The conservative set-back in Groom came as senior conservative Liberals such as Turnbull cabinet minister Michael Sukkar and former speaker Bronwyn Bishop said the Liberal party was being “hollowed” out by “termites ” in the party.
Yesterday’s Groom preselection in Toowoomba was typical of the way these forces routinely undermined the party’s conservative policies.
Respected Toowoomba businessman Isaac Moody’s challenge failed after party heavyweights circled the wagons to shore-up Mr McVeigh’s pre-selection.
Mr Moody took the unusual step of challenging a Turnbull cabinet minister on the basis of “trust” because Mr McVeigh voted against the party’s policy on marriage in the wake of the plebiscite last year.
Yesterday’s pre-selection showed yet again that ‘conservatives’ in the LNP can’t be trusted to uphold their own conservative policies, let alone fight for them.
Mr McVeigh’s breach of trust with the party’s policy was rewarded by an endorsement from fellow Turnbull Cabinet Minister Peter Dutton who travelled to Toowoomba yesterday to be present in the room while members voted.
Yesterday’s result again calls into question the LNP’s commitment to conservative values.
The good news is there is a better way.
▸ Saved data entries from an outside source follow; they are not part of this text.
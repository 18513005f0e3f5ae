//! Image XObject creation
//!
//! The stamp is embedded as an RGB image with its alpha channel carried in a
//! DeviceGray soft mask, both Flate compressed.

use crate::types::*;
use flate2::Compression;
use flate2::write::ZlibEncoder;
use image::RgbaImage;
use lopdf::{Dictionary, Document, Object, ObjectId, Stream};
use std::io::Write;

// =============================================================================
// XObject Creation
// =============================================================================

/// Add `image` to `doc` as an image XObject and return its object id.
///
/// Fully opaque images are written without a soft mask.
pub fn create_image_xobject(doc: &mut Document, image: &RgbaImage) -> Result<ObjectId> {
    let (width, height) = image.dimensions();
    let pixel_count = (width as usize) * (height as usize);

    let mut rgb = Vec::with_capacity(pixel_count * 3);
    let mut alpha = Vec::with_capacity(pixel_count);
    for pixel in image.pixels() {
        rgb.extend_from_slice(&pixel.0[..3]);
        alpha.push(pixel.0[3]);
    }

    let mut image_dict = image_dictionary(width, height, "DeviceRGB");

    if alpha.iter().any(|&a| a != u8::MAX) {
        let mask_dict = image_dictionary(width, height, "DeviceGray");
        let mask_id = doc.add_object(Stream::new(mask_dict, deflate(&alpha)?));
        image_dict.set("SMask", Object::Reference(mask_id));
    }

    Ok(doc.add_object(Stream::new(image_dict, deflate(&rgb)?)))
}

fn image_dictionary(width: u32, height: u32, color_space: &str) -> Dictionary {
    let mut dict = Dictionary::new();
    dict.set("Type", Object::Name(b"XObject".to_vec()));
    dict.set("Subtype", Object::Name(b"Image".to_vec()));
    dict.set("Width", Object::Integer(i64::from(width)));
    dict.set("Height", Object::Integer(i64::from(height)));
    dict.set("ColorSpace", Object::Name(color_space.as_bytes().to_vec()));
    dict.set("BitsPerComponent", Object::Integer(8));
    dict.set("Filter", Object::Name(b"FlateDecode".to_vec()));
    dict
}

/// Zlib compress raw sample data for a FlateDecode stream
fn deflate(data: &[u8]) -> Result<Vec<u8>> {
    let mut encoder = ZlibEncoder::new(Vec::new(), Compression::default());
    encoder.write_all(data)?;
    Ok(encoder.finish()?)
}

#[cfg(test)]
mod tests {
    use super::*;
    use image::Rgba;

    #[test]
    fn test_opaque_image_has_no_mask() {
        let mut doc = Document::with_version("1.7");
        let image = RgbaImage::from_pixel(3, 2, Rgba([1, 2, 3, 255]));
        let id = create_image_xobject(&mut doc, &image).unwrap();

        let stream = doc.get_object(id).unwrap().as_stream().unwrap();
        assert_eq!(stream.dict.get(b"Width").unwrap().as_i64().unwrap(), 3);
        assert_eq!(stream.dict.get(b"Height").unwrap().as_i64().unwrap(), 2);
        assert!(stream.dict.get(b"SMask").is_err());
        assert_eq!(
            stream.decompressed_content().unwrap(),
            vec![1, 2, 3, 1, 2, 3, 1, 2, 3, 1, 2, 3, 1, 2, 3, 1, 2, 3]
        );
    }

    #[test]
    fn test_alpha_goes_into_soft_mask() {
        let mut doc = Document::with_version("1.7");
        let mut image = RgbaImage::from_pixel(2, 1, Rgba([9, 9, 9, 255]));
        image.put_pixel(1, 0, Rgba([9, 9, 9, 0]));
        let id = create_image_xobject(&mut doc, &image).unwrap();

        let stream = doc.get_object(id).unwrap().as_stream().unwrap();
        let mask_id = stream.dict.get(b"SMask").unwrap().as_reference().unwrap();
        let mask = doc.get_object(mask_id).unwrap().as_stream().unwrap();
        assert_eq!(
            mask.dict.get(b"ColorSpace").unwrap().as_name().unwrap(),
            b"DeviceGray"
        );
        assert_eq!(mask.decompressed_content().unwrap(), vec![255, 0]);
    }
}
Australian Conservatives will run a principled candidate in Groom at the next election and will be urging voters to send a message to the LNP by electing an Australian Conservatives Senator for Queensland.
In the same way the Greens have never stopped Labor winning government, Australian Conservatives won’t sabotage the coalition’s chances of electoral victory.
But by sending Australian Conservative Senators to Canberra, voters can help ensure conservative governments return to common sense conservative values.